Task requirements: Here is a block of records. Copy every line in it that includes "validity".

--- Exercise inputs ---

use std::str::FromStr;

use cucumber::{then, when};
use fulfillment_engine::{
    db_types::{ChangeType, NotificationType, OrderStatusType, Recipient, StatusChange, WebhookSource},
    helpers::{CallbackParams, SignedFields, WebhookPayload},
    FulfillmentError,
    InboundDelivery,
    OrderManagement,
    WebhookEventQueryFilter,
};
use serde_json::json;

use crate::cucumber::{world::TEST_TIMESTAMP, FulfillmentWorld};

const PROVIDER_IP: &str = "203.0.113.7";

fn sign(world: &FulfillmentWorld, payment_ref: &str, status: &str, amount: &str) -> String {
    let fields = SignedFields { payment_ref, status, amount, timestamp: TEST_TIMESTAMP };
    world.system().verifier.sign(&fields).expect("Error signing test notification")
}

async fn send_webhook(world: &mut FulfillmentWorld, status: &str, payment_ref: &str, amount: &str, signature: String) {
    let body = json!({
        "payment_ref": payment_ref,
        "transaction_id": format!("tx-{payment_ref}"),
        "status": status,
        "amount": amount,
        "timestamp": TEST_TIMESTAMP,
        "signature": signature,
        "event_type": "payment.updated",
    })
    .to_string();
    let delivery = InboundDelivery {
        source: WebhookSource::Webhook,
        remote_ip: Some(PROVIDER_IP.into()),
        notification: WebhookPayload::from_body(body.as_bytes()),
        raw_payload: body,
    };
    let outcome = world.system().webhooks.process(delivery).await;
    world.last_outcome = Some(outcome);
}

#[when(expr = "the provider sends a signed '{word}' webhook for '{word}' with amount {word}")]
async fn signed_webhook(world: &mut FulfillmentWorld, status: String, payment_ref: String, amount: String) {
    let signature = sign(world, &payment_ref, &status, &amount);
    send_webhook(world, &status, &payment_ref, &amount, signature).await;
}

#[when(expr = "the provider sends a '{word}' webhook for '{word}' with amount {word} signed for amount {word}")]
async fn tampered_webhook(
    world: &mut FulfillmentWorld,
    status: String,
    payment_ref: String,
    amount: String,
    signed: String,
) {
    let signature = sign(world, &payment_ref, &status, &signed);
    send_webhook(world, &status, &payment_ref, &amount, signature).await;
}

#[when(expr = "the provider redirects with a signed '{word}' callback for '{word}' with amount {word}")]
async fn signed_callback(world: &mut FulfillmentWorld, status: String, payment_ref: String, amount: String) {
    let signature = sign(world, &payment_ref, &status, &amount);
    let params = CallbackParams {
        payment_ref: Some(payment_ref.clone()),
        txn_id: Some(format!("tx-{payment_ref}")),
        status: Some(status.clone()),
        amount: Some(amount.clone()),
        ts: Some(TEST_TIMESTAMP.into()),
        sig: Some(signature.clone()),
        event_type: None,
    };
    let raw_payload = format!("ref={payment_ref}&status={status}&amount={amount}&ts={TEST_TIMESTAMP}&sig={signature}");
    let delivery = InboundDelivery {
        source: WebhookSource::Callback,
        remote_ip: Some(PROVIDER_IP.into()),
        raw_payload,
        notification: params.normalize(),
    };
    let outcome = world.system().webhooks.process(delivery).await;
    world.last_outcome = Some(outcome);
}

#[when(expr = "a webhook arrives with body {string}")]
async fn raw_webhook(world: &mut FulfillmentWorld, body: String) {
    let delivery = InboundDelivery {
        source: WebhookSource::Webhook,
        remote_ip: Some(PROVIDER_IP.into()),
        notification: WebhookPayload::from_body(body.as_bytes()),
        raw_payload: body,
    };
    let outcome = world.system().webhooks.process(delivery).await;
    world.last_outcome = Some(outcome);
}

#[when(expr = "operator '{word}' moves order '{word}' to '{word}'")]
async fn move_order(world: &mut FulfillmentWorld, operator: String, payment_ref: String, status: String) {
    let status = OrderStatusType::from_str(&status).expect("Not a valid order status");
    change_status(world, &payment_ref, status, StatusChange::by(operator)).await;
}

#[when(expr = "operator '{word}' ships order '{word}' with tracking number '{word}' via '{word}'")]
async fn ship_order(
    world: &mut FulfillmentWorld,
    operator: String,
    payment_ref: String,
    tracking: String,
    carrier: String,
) {
    let change = StatusChange::by(operator).with_tracking(tracking, Some(carrier));
    change_status(world, &payment_ref, OrderStatusType::Shipped, change).await;
}

async fn change_status(world: &mut FulfillmentWorld, payment_ref: &str, status: OrderStatusType, change: StatusChange) {
    let order = world.system().order(payment_ref).await;
    let result = world.system().orders.modify_status_for_order(order.id, status, change).await;
    world.last_error = result.err();
}

#[when(expr = "operator '{word}' adjusts product {int} by {int}")]
async fn adjust_stock(world: &mut FulfillmentWorld, operator: String, product_id: i64, delta: i64) {
    let result = world.system().inventory.adjust(product_id, delta, ChangeType::Manual, Some(operator), None).await;
    world.last_error = result.err();
}

#[then(expr = "the delivery outcome is '{word}'")]
async fn check_outcome(world: &mut FulfillmentWorld, code: String) {
    assert_eq!(world.last_outcome().code(), code, "Unexpected outcome: {}", world.last_outcome());
}

#[then(expr = "order '{word}' has status '{word}' and payment status '{word}'")]
async fn check_order_status(world: &mut FulfillmentWorld, payment_ref: String, status: String, payment: String) {
    let order = world.system().order(&payment_ref).await;
    assert_eq!(order.status.as_str(), status);
    assert_eq!(order.payment_status.as_str(), payment);
}

#[then(expr = "order '{word}' has {int} history entries")]
async fn check_history(world: &mut FulfillmentWorld, payment_ref: String, count: usize) {
    let order = world.system().order(&payment_ref).await;
    let history = world.system().queries.history(order.id).await.expect("Error fetching history");
    assert_eq!(history.len(), count, "{history:#?}");
}

#[then(expr = "order '{word}' was shipped with tracking number '{word}'")]
async fn check_tracking(world: &mut FulfillmentWorld, payment_ref: String, tracking: String) {
    let order = world.system().order(&payment_ref).await;
    assert_eq!(order.tracking_number.as_deref(), Some(tracking.as_str()));
    assert!(order.shipped_at.is_some());
}

#[then(expr = "the request is rejected as '{word}'")]
async fn check_rejected(world: &mut FulfillmentWorld, kind: String) {
    let err = world.last_error.as_ref().expect("The request succeeded");
    let actual = match err {
        FulfillmentError::TransitionForbidden { .. } => "forbidden",
        FulfillmentError::TransitionNoOp(_) => "no-op",
        FulfillmentError::ConcurrentModification(_) => "conflict",
        FulfillmentError::InvalidQuantity(_) => "invalid-quantity",
        FulfillmentError::ProductNotFound(_) => "unknown-product",
        _ => "other",
    };
    assert_eq!(actual, kind, "Unexpected error: {err}");
}

#[then("the request succeeded")]
async fn check_succeeded(world: &mut FulfillmentWorld) {
    assert!(world.last_error.is_none(), "Unexpected error: {:?}", world.last_error);
}

#[then(expr = "product {int} has {int} units in stock")]
async fn check_stock(world: &mut FulfillmentWorld, product_id: i64, stock: i64) {
    let product =
        world.system().db.product_by_id(product_id).await.expect("Error fetching product").expect("No product");
    assert_eq!(product.stock, stock);
}

#[then(expr = "product {int} has {int} '{word}' stock change(s)")]
async fn check_change_count(world: &mut FulfillmentWorld, product_id: i64, count: usize, change_type: String) {
    let change_type = ChangeType::from_str(&change_type).expect("Not a valid change type");
    let changes = world.system().inventory.history(product_id).await.expect("Error fetching stock changes");
    let matching = changes.iter().filter(|c| c.change_type == change_type).count();
    assert_eq!(matching, count, "{changes:#?}");
}

#[then(expr = "the latest stock change for product {int} is {int} by '{word}'")]
async fn check_latest_change(world: &mut FulfillmentWorld, product_id: i64, amount: i64, actor: String) {
    let changes = world.system().inventory.history(product_id).await.expect("Error fetching stock changes");
    let latest = changes.first().expect("No stock changes");
    assert_eq!(latest.change_amount, amount);
    assert_eq!(latest.new_stock, latest.previous_stock + latest.change_amount);
    assert_eq!(latest.changed_by.as_deref(), Some(actor.as_str()));
}

#[then(expr = "the ledger has {int} entries for '{word}', {int} of them applied")]
async fn check_ledger(world: &mut FulfillmentWorld, count: usize, payment_ref: String, applied: usize) {
    let filter = WebhookEventQueryFilter::default().with_payment_ref(payment_ref);
    let entries = world.system().ledger.search(filter).await.expect("Error searching ledger");
    assert_eq!(entries.len(), count, "{entries:#?}");
    assert_eq!(entries.iter().filter(|e| e.processed).count(), applied);
}

#[then(expr = "the latest ledger entry has a {word} signature")]
async fn check_ledger_signature(world: &mut FulfillmentWorld, validity: String) {
    let entries = world.system().ledger.search(WebhookEventQueryFilter::default().with_limit(1)).await.expect("Error");
    let entry = entries.first().expect("The ledger is empty");
    assert_eq!(entry.signature_valid, validity == "valid");
    assert_eq!(entry.remote_ip.as_deref(), Some(PROVIDER_IP));
}

fn notification_type(name: &str) -> NotificationType {
    match name {
        "order_update" => NotificationType::OrderUpdate,
        "payment_failed" => NotificationType::PaymentFailed,
        "low_stock" => NotificationType::LowStock,
        "webhook_anomaly" => NotificationType::WebhookAnomaly,
        other => panic!("Unknown notification type {other}"),
    }
}

#[then(expr = "customer '{word}' has {int} notification(s)")]
async fn check_customer_notifications(world: &mut FulfillmentWorld, customer: String, count: usize) {
    let found = world.system().wait_for_notifications(&Recipient::Customer(customer), count).await;
    assert_eq!(found.len(), count, "{found:#?}");
}

#[then(expr = "customer '{word}' was told {string}")]
async fn check_customer_told(world: &mut FulfillmentWorld, customer: String, text: String) {
    let found = world.system().wait_for_notifications(&Recipient::Customer(customer), 1).await;
    assert!(found.iter().any(|n| n.title.contains(&text) || n.message.contains(&text)), "{found:#?}");
}

#[then(expr = "the operators have {int} '{word}' alert(s)")]
async fn check_operator_alerts(world: &mut FulfillmentWorld, count: usize, kind: String) {
    let kind = notification_type(&kind);
    let mut found = world.system().wait_for_notifications(&Recipient::Operators, count).await;
    found.retain(|n| n.notification_type == kind);
    assert_eq!(found.len(), count, "{found:#?}");
}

---

The answer:
async fn check_ledger_signature(world: &mut FulfillmentWorld, validity: String) {
    assert_eq!(entry.signature_valid, validity == "valid");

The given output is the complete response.